The Good Wife is always trimming Grumpy’s eyebrows to remove that rogue “long lock” that often dangles below his nose like fishing line. I think you can add nose hair and ear hair to this list. Sometimes an old guy’s face looks like a poorly trimmed Chia Pet.
Get a great haircut: Updating your hairstyle can be enough to make you look years younger. Cosmetic surgeons will often send would-be clients off for a makeover; frequently, a haircut will give them enough confidence to skip the scalpel.

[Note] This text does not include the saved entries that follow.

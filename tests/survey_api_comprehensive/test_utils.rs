//! Shared fixtures.

use serde_json::{json, Value};
use surveydb::prelude::*;
use surveydb::Database;

/// Configuration used by the scenario tests
pub fn scenario_config() -> SurveyConfig {
    SurveyConfig {
        record_types: vec![
            RecordType::new(
                "Control",
                ["Coordinator Email", "Researcher", "Status", "Notes"],
            ),
            RecordType::new("Question", ["Prompt", "Type"]),
            RecordType::new("Answer", ["Q1", "Q2"]),
        ],
        ..SurveyConfig::default()
    }
}

/// Ephemeral database seeded with the scenario record types
pub fn scenario_db() -> SurveyDb {
    let db = Database::ephemeral_with_config(scenario_config()).unwrap();
    SurveyDb::from_database(db)
}

/// Ephemeral database with links rooted at `base`
pub fn scenario_db_with_base(base: &str) -> SurveyDb {
    let config = SurveyConfig {
        base_url: base.to_string(),
        ..scenario_config()
    };
    SurveyDb::from_database(Database::ephemeral_with_config(config).unwrap())
}

/// A control mapping with every mandatory key set
pub fn full_control() -> Value {
    json!({
        "Coordinator Email": "a@x.com",
        "Researcher": "Bob",
        "Status": "Active",
    })
}

/// Create a survey with a full control mapping and return its id
pub fn create_survey(db: &SurveyDb, name: &str) -> SurveyId {
    let out = db
        .create_survey(json!({"name": name, "control": full_control()}))
        .unwrap();
    survey_id(&out)
}

pub fn survey_id(out: &JsonMap) -> SurveyId {
    SurveyId::new(out["id"].as_u64().unwrap())
}

pub fn record_id(out: &JsonMap) -> RecordId {
    RecordId::new(out["_id"].as_u64().unwrap())
}
//! Database handle
//!
//! Owns the storage, the transaction manager and the configuration. Two
//! flavours:
//!
//! - [`Database::ephemeral`]: memory only, default configuration
//! - [`Database::open`]: directory-backed; loads `survey.toml` and the
//!   `survey.json` snapshot, and writes the snapshot back on [`Database::flush`]
//!
//! # Example
//!
//! ```ignore
//! let db = Database::open("./data")?;
//! let surveys = db.transaction(|txn| txn.surveys())?;
//! db.flush()?;
//! ```

use crate::config::SurveyConfig;
use crate::records::RecordAccess;
use crate::serialize::ApiRoutes;
use parking_lot::RwLock;
use std::fs;
use std::path::{Path, PathBuf};
use std::sync::Arc;
use survey_concurrency::{TransactionContext, TransactionManager};
use survey_core::SurveyResult;
use survey_storage::{MemoryStorage, StoreImage};

/// Name of the snapshot file inside a database directory
pub const SNAPSHOT_FILE: &str = "survey.json";

/// Shared database handle
pub struct Database {
    storage: Arc<MemoryStorage>,
    txn_manager: TransactionManager,
    config: RwLock<SurveyConfig>,
    data_dir: Option<PathBuf>,
}

impl Database {
    /// Memory-only database with the default configuration
    pub fn ephemeral() -> SurveyResult<Arc<Self>> {
        Self::ephemeral_with_config(SurveyConfig::default())
    }

    /// Memory-only database with an explicit configuration
    pub fn ephemeral_with_config(config: SurveyConfig) -> SurveyResult<Arc<Self>> {
        config.validate()?;
        let db = Self::assemble(MemoryStorage::new(), config, None);
        db.seed_record_types()?;
        Ok(Arc::new(db))
    }

    /// Open (or create) a directory-backed database
    pub fn open(dir: impl AsRef<Path>) -> SurveyResult<Arc<Self>> {
        let dir = dir.as_ref();
        fs::create_dir_all(dir)?;
        let config = SurveyConfig::load(dir)?;

        let snapshot = dir.join(SNAPSHOT_FILE);
        let storage = if snapshot.exists() {
            let image = StoreImage::read_from(&snapshot)?;
            tracing::info!(
                target: "surveydb::db",
                path = %snapshot.display(),
                surveys = image.surveys.len(),
                records = image.survey_data.len() + image.question_data.len(),
                "Loaded snapshot"
            );
            MemoryStorage::from_image(image)
        } else {
            MemoryStorage::new()
        };

        let db = Self::assemble(storage, config, Some(dir.to_path_buf()));
        db.seed_record_types()?;
        Ok(Arc::new(db))
    }

    fn assemble(storage: MemoryStorage, config: SurveyConfig, data_dir: Option<PathBuf>) -> Self {
        let storage = Arc::new(storage);
        Self {
            txn_manager: TransactionManager::new(storage.clone()),
            storage,
            config: RwLock::new(config),
            data_dir,
        }
    }

    /// Register configured record types that are not stored yet
    fn seed_record_types(&self) -> SurveyResult<()> {
        let seeds = self.config.read().record_types.clone();
        let added = self.transaction(|txn| {
            let mut added = 0usize;
            for rt in seeds {
                if txn.record_type(&rt.name).is_err() {
                    txn.save_record_type(rt);
                    added += 1;
                }
            }
            Ok(added)
        })?;
        if added > 0 {
            tracing::debug!(target: "surveydb::db", added, "Seeded record types");
        }
        Ok(())
    }

    // =========================================================================
    // Transactions
    // =========================================================================

    /// Run `f` in a transaction: committed on `Ok`, rolled back on `Err`
    pub fn transaction<F, T>(&self, f: F) -> SurveyResult<T>
    where
        F: FnOnce(&mut TransactionContext) -> SurveyResult<T>,
    {
        self.txn_manager.run(f)
    }

    // =========================================================================
    // Configuration
    // =========================================================================

    /// Snapshot of the current configuration
    pub fn config(&self) -> SurveyConfig {
        self.config.read().clone()
    }

    /// Modify the configuration; persisted to `survey.toml` for durable databases
    pub fn update_config<F>(&self, f: F) -> SurveyResult<()>
    where
        F: FnOnce(&mut SurveyConfig),
    {
        let mut updated = self.config();
        f(&mut updated);
        updated.validate()?;
        if let Some(dir) = &self.data_dir {
            updated.save(dir)?;
        }
        *self.config.write() = updated;
        self.seed_record_types()
    }

    /// Link builder for the configured base URL
    pub fn routes(&self) -> ApiRoutes {
        ApiRoutes::new(self.config.read().base_url.clone())
    }

    // =========================================================================
    // Durability
    // =========================================================================

    /// Directory backing this database, if any
    pub fn data_dir(&self) -> Option<&Path> {
        self.data_dir.as_deref()
    }

    /// True for directory-backed databases
    pub fn is_durable(&self) -> bool {
        self.data_dir.is_some()
    }

    /// Write the snapshot to disk (no-op for ephemeral databases)
    pub fn flush(&self) -> SurveyResult<()> {
        let Some(dir) = &self.data_dir else {
            return Ok(());
        };
        let image = self.storage.image();
        let path = dir.join(SNAPSHOT_FILE);
        image.write_to(&path)?;
        tracing::info!(
            target: "surveydb::db",
            path = %path.display(),
            version = image.version,
            "Flushed snapshot"
        );
        Ok(())
    }

    /// Committed store version
    pub fn version(&self) -> u64 {
        use survey_storage::Storage;
        self.storage.version()
    }
}

impl std::fmt::Debug for Database {
    fn fmt(&self, f: &mut std::fmt::Formatter<'_>) -> std::fmt::Result {
        f.debug_struct("Database")
            .field("storage", &self.storage)
            .field("data_dir", &self.data_dir)
            .finish()
    }
}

Grumpy has been cutting his own hair with scissors for many years. Hence, his perfect coif when he disembarks from the Clown Car. Maybe a change from the Bozo look will work for him. Grumpy thinks Daniel Alfredsson looks younger with his hair cut shorter, don’t you. He’ll just have to get the Good Wife to unlock the scissors drawer.
Cut down on alcohol: Not only does drink have a dehydrating effect on the body, but it dilates the capillaries, which leads to a rosy flush on the face (not in a good way) and has a general inflammatory effect on the body that encourages ageing.
Of course, Grumpy is researching this claim more thoroughly – one beer at a time. He thinks he needs more data to either prove or disprove this claim. He’ll get back to you shortly.
Don’t diet too strenuously: The other place where the loss will really show is in your face. You don’t want to end up looking gaunt – even the word itself is “ageing”.
A good synonym for “gaunt” is the word “haggard”. Grumpy and the haggard look go hand in hand. Sometimes he looks like a homeless person. And, luckily Grumpy still enjoys the seafood diet – whenever he sees food he eats it.
And finally, have more sex: Studies have found that couples who make love frequently look more than 10 years younger than the average adult who has sex less often. The current thinking is that the pleasure derived from sex is a crucial factor in preserving youth.
Hey, I don’t know about that old guy in the mirror but Grumpy surely is willing to try anything if it works. He’ll let you know the results of his research in this regard once he creates sufficient data to be analysed. I’d say, give him about a week!
All of these suggestions are almost ET-ish in the sense that, by letting your “heart light shine through” you will gain a glowing outward appearance of youth and vitality. Grumpy agrees that that is a good thing.
But, despite these ruminations, he has also come to terms with the appearance of that guy who mocks him in the mirror. After all, that dude is a distinguished looking gentleman, ruggedly handsome, who exudes a lifetime of experience in the lines of his face. He is stoic and strong in appearance. He’s the kind of guy you trust and in whom wisdom tempers his advice with clarity and meaning. He could be your Grandfather, your pastor or your member of parliament.
If you met him you’d be inclined to address him as, “Mr. Grumpy.”
And, guess what, all of this distinguished old guy stuff creates a great disguise for Grumpy. You see, his “20-something” mind can hide behind this grandfatherly camouflage and run amuck, explore the fun side of living and generally create havoc without responsibility. Sometimes it feels like High School all over again. We all need more Déjà vu in our lives!
Yee Haw to that!
Isn’t that the key my friends? Isn’t the answer blowing in the wind?
Remember, you will always grow older but no one is telling you that have to grow up! And, I’m thinking, isn’t it time to show that person you see in the mirror a “good time” or two. Then and there, I truly believe, that both of you will look and feel a whole lot younger.
Today the old guy in the mirror confirmed that very thing.